(Collected data entries)
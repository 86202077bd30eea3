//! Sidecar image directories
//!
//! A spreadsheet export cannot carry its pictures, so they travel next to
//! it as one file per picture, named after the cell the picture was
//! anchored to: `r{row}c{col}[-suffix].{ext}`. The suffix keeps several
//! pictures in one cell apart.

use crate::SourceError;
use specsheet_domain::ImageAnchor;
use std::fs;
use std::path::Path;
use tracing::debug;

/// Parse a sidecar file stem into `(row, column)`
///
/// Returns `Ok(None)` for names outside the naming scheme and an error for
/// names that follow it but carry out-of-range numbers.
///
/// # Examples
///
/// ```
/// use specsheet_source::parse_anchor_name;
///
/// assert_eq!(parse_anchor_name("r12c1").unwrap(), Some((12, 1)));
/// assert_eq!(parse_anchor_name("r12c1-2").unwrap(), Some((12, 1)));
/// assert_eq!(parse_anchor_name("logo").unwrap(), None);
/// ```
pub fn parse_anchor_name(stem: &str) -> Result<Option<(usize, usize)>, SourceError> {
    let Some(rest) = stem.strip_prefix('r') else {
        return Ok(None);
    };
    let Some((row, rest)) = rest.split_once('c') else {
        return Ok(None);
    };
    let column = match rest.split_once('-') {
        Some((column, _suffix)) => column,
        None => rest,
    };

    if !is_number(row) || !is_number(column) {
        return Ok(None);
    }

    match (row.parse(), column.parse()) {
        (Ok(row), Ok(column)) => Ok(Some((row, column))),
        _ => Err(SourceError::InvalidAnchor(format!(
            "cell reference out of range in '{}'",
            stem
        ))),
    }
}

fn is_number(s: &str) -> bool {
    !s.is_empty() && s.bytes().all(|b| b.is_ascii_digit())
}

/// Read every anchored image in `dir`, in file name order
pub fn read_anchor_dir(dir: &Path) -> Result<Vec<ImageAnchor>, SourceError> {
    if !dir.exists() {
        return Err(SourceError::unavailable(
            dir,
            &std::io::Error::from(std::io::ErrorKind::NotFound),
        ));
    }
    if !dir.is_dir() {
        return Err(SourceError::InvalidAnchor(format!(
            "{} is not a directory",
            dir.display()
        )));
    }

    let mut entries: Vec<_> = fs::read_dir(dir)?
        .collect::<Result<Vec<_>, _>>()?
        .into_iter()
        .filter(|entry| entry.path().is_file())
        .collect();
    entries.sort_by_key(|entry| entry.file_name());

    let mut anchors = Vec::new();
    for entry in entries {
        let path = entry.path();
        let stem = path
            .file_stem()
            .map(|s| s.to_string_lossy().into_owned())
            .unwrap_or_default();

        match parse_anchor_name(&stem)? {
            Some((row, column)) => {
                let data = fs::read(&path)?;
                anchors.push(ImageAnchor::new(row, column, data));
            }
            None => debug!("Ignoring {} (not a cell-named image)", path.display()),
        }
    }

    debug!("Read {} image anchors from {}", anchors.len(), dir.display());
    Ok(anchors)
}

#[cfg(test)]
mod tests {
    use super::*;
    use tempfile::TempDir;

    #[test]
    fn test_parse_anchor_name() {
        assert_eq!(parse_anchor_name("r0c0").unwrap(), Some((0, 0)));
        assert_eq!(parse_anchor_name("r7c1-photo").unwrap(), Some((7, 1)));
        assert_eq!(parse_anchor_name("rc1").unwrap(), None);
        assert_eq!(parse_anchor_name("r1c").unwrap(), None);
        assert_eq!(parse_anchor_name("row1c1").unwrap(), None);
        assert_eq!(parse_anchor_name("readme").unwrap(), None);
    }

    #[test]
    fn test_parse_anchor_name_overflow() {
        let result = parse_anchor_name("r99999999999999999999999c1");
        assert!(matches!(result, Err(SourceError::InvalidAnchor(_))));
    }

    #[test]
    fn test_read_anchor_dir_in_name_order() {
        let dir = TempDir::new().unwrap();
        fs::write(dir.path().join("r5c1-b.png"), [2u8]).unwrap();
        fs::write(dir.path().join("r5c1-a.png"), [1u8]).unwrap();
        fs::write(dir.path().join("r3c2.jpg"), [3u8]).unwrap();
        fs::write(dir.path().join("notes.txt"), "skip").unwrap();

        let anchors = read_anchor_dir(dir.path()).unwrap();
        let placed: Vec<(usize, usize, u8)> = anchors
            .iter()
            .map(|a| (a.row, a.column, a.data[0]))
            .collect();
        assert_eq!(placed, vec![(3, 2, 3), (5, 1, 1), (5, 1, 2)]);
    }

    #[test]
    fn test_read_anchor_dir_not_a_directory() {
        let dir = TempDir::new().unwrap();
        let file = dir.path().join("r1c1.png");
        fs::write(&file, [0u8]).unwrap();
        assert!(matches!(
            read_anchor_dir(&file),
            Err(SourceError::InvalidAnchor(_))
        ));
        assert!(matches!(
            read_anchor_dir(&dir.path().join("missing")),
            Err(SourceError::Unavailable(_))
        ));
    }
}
==
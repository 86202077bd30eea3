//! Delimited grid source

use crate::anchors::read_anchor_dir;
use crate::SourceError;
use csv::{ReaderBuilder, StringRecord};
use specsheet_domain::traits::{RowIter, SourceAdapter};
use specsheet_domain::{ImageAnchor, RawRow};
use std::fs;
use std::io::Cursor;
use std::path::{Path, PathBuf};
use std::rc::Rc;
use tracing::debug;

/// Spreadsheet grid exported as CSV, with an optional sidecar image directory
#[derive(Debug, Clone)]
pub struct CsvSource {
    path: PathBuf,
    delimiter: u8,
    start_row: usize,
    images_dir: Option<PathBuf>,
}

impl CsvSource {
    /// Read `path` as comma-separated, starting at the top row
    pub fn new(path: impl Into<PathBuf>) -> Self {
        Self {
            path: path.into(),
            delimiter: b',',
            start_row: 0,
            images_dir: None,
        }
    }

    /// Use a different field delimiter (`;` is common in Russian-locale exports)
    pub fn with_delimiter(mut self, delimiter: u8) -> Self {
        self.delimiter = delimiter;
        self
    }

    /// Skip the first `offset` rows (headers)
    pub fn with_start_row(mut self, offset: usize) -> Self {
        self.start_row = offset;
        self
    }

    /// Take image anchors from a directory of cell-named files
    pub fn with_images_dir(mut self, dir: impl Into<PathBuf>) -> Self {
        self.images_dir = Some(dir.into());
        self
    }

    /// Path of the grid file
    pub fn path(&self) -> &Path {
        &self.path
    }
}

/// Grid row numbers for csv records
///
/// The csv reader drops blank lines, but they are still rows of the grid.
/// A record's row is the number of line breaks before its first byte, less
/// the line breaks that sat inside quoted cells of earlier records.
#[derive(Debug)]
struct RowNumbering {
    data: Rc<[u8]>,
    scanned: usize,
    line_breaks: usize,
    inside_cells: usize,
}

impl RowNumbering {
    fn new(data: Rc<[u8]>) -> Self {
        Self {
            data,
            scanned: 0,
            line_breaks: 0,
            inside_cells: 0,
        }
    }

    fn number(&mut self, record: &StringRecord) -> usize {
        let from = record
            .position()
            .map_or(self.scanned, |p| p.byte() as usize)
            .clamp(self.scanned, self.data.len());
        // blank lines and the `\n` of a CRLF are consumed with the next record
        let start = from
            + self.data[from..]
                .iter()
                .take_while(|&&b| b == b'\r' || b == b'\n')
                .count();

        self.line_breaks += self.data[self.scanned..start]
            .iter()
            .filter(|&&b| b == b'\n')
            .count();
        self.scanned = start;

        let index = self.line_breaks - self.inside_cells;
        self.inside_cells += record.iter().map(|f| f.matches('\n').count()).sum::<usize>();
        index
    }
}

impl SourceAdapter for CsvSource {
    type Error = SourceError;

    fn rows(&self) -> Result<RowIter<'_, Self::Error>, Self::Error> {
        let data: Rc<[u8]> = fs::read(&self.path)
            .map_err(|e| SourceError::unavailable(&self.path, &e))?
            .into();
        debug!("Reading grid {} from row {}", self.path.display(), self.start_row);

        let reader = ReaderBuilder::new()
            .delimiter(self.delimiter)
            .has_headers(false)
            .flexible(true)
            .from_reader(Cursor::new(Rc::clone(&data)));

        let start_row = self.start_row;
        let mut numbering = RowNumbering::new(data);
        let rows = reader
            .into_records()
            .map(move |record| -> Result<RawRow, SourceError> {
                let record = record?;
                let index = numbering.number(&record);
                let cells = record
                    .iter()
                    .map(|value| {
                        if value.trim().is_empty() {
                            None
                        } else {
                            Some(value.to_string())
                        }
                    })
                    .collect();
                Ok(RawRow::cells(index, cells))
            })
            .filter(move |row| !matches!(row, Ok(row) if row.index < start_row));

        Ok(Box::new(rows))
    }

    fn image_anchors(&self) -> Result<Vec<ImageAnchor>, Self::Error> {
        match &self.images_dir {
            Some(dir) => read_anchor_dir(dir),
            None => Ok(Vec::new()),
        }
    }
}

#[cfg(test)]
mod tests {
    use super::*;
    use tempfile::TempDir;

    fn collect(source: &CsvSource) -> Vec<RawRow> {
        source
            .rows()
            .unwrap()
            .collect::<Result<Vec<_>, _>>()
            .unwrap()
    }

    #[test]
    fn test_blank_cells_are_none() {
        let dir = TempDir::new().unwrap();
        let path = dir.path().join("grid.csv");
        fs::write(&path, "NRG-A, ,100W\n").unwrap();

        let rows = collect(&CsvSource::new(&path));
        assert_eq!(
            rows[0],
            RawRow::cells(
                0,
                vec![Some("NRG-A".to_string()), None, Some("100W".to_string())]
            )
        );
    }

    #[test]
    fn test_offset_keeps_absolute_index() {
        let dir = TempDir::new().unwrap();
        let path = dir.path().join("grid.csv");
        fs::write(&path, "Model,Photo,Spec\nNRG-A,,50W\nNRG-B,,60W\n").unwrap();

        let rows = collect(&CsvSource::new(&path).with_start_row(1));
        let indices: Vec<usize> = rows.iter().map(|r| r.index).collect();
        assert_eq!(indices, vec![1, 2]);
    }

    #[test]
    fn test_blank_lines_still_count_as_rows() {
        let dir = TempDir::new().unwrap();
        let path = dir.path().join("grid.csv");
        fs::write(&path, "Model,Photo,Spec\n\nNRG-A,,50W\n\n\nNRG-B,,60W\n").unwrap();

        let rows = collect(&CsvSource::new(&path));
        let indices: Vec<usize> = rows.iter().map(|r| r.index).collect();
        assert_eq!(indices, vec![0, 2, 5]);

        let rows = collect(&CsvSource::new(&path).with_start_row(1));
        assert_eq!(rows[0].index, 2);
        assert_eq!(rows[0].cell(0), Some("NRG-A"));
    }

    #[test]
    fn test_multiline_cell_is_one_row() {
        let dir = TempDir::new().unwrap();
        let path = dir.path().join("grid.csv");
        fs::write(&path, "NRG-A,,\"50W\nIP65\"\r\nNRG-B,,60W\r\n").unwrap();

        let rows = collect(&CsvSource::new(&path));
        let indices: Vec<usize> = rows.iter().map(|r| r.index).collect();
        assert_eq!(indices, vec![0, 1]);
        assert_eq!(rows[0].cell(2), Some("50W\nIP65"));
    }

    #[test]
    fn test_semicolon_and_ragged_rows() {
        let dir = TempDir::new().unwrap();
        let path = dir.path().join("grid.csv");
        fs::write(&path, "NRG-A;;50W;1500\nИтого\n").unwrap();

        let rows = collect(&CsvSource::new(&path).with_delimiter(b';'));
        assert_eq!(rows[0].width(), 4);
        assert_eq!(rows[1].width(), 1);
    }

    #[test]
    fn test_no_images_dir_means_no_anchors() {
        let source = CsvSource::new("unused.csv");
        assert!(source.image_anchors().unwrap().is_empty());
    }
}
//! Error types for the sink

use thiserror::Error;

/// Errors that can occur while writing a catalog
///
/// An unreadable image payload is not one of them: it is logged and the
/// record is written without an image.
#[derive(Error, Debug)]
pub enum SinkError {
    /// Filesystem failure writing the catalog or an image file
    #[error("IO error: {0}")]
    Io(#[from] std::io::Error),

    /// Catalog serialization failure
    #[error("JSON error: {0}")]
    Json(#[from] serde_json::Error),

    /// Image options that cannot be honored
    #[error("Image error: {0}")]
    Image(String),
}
---
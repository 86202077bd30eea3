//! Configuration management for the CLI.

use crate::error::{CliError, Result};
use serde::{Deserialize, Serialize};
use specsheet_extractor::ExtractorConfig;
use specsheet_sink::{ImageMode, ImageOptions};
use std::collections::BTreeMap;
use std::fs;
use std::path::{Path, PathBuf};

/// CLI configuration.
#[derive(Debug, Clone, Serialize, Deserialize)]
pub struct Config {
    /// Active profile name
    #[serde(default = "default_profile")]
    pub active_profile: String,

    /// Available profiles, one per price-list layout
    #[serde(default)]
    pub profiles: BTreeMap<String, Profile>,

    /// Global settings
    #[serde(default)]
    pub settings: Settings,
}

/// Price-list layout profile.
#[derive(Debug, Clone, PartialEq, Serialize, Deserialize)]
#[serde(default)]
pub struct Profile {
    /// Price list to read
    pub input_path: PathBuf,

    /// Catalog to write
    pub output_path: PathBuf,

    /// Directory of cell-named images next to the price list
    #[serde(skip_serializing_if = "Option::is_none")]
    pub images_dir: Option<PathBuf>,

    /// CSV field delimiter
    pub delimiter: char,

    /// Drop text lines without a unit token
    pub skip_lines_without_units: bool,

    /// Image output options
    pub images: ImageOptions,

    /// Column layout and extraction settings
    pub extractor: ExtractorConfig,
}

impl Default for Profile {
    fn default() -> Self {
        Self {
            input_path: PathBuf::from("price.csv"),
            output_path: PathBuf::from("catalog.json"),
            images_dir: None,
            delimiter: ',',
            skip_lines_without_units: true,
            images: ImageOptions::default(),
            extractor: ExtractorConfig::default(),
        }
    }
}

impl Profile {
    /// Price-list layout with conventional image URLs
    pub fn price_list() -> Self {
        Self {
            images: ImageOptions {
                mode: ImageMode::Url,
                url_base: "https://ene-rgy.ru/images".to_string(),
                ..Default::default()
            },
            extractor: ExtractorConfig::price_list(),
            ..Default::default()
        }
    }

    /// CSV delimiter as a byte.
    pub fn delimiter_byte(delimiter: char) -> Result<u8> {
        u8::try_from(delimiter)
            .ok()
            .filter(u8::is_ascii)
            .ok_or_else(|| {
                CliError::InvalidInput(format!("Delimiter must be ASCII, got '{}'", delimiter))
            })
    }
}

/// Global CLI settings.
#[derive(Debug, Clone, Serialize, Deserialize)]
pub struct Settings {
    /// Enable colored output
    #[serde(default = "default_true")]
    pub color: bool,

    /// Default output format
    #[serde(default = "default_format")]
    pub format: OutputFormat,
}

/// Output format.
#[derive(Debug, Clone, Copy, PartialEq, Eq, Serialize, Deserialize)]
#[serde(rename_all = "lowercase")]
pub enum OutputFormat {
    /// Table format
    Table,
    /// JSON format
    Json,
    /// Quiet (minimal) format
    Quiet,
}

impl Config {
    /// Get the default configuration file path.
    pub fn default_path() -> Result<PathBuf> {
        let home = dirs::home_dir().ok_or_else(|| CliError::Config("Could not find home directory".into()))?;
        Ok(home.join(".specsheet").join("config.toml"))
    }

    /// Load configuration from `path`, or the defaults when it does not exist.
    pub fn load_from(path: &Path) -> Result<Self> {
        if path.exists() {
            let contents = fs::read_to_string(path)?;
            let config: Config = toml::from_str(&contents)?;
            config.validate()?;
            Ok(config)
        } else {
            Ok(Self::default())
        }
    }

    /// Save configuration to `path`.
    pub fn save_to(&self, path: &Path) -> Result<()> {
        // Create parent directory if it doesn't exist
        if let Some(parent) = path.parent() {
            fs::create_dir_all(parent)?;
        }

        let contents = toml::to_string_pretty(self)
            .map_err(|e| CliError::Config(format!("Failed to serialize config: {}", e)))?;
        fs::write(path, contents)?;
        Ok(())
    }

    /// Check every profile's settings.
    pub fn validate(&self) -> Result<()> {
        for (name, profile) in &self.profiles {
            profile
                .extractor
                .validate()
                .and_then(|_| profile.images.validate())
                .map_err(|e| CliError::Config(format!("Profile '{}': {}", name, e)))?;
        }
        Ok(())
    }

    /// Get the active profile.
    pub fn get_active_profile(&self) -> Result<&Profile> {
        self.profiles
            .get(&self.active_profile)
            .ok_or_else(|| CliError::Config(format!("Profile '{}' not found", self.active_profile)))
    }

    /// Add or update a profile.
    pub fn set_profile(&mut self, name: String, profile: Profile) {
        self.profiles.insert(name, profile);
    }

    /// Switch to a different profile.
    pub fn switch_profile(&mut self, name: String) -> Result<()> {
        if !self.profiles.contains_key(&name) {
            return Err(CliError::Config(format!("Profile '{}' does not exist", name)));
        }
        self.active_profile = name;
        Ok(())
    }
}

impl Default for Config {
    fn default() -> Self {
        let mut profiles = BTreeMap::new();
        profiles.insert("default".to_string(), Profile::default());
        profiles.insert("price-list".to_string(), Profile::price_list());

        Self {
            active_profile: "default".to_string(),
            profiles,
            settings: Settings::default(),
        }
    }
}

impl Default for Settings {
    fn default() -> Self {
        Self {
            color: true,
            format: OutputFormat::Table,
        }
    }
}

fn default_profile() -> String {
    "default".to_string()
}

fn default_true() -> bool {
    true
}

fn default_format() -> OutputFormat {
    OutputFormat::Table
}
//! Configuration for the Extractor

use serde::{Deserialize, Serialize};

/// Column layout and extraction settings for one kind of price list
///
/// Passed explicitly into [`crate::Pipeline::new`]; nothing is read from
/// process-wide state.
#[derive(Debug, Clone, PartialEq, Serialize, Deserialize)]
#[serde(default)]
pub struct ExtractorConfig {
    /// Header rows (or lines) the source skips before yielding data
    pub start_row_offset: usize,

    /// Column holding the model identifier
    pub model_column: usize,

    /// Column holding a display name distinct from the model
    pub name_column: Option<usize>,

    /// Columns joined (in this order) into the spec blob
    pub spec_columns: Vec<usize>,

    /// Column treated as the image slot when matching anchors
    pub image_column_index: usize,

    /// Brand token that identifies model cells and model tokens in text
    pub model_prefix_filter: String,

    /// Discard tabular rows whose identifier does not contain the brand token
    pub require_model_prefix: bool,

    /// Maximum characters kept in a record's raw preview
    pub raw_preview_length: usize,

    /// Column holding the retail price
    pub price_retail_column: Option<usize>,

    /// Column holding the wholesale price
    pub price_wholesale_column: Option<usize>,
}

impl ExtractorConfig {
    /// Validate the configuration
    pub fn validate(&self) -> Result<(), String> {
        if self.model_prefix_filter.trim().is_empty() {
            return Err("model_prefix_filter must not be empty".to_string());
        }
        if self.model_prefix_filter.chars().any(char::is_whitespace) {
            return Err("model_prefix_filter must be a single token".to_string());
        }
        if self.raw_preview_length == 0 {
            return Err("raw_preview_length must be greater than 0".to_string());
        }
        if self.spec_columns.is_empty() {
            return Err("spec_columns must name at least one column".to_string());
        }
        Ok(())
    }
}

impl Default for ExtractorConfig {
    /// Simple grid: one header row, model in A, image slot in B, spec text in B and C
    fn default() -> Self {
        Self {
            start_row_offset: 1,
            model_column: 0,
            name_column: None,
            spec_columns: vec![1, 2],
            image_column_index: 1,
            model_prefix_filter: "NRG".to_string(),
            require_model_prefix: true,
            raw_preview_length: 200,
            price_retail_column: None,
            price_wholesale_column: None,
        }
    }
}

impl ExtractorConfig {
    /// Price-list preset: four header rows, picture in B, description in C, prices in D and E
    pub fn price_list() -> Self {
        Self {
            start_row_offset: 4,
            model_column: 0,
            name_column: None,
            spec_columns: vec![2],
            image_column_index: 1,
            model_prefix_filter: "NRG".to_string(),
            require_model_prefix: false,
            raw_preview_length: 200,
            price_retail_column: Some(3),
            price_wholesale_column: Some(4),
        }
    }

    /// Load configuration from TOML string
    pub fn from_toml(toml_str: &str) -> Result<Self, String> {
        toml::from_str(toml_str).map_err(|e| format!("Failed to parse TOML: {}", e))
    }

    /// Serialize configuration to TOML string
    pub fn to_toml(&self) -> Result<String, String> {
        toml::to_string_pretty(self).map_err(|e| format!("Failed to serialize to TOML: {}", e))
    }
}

*Exercise prompt*: Each line of the data that holds the word "nNRG" should be copied.

*Response to this task*:
        fs::write(&path, "Model,Photo,Spec\nNRG-A,,50W\nNRG-B,,60W\n").unwrap();
        fs::write(&path, "Model,Photo,Spec\n\nNRG-A,,50W\n\n\nNRG-B,,60W\n").unwrap();
        fs::write(&path, "NRG-A,,\"50W\nIP65\"\r\nNRG-B,,60W\r\n").unwrap();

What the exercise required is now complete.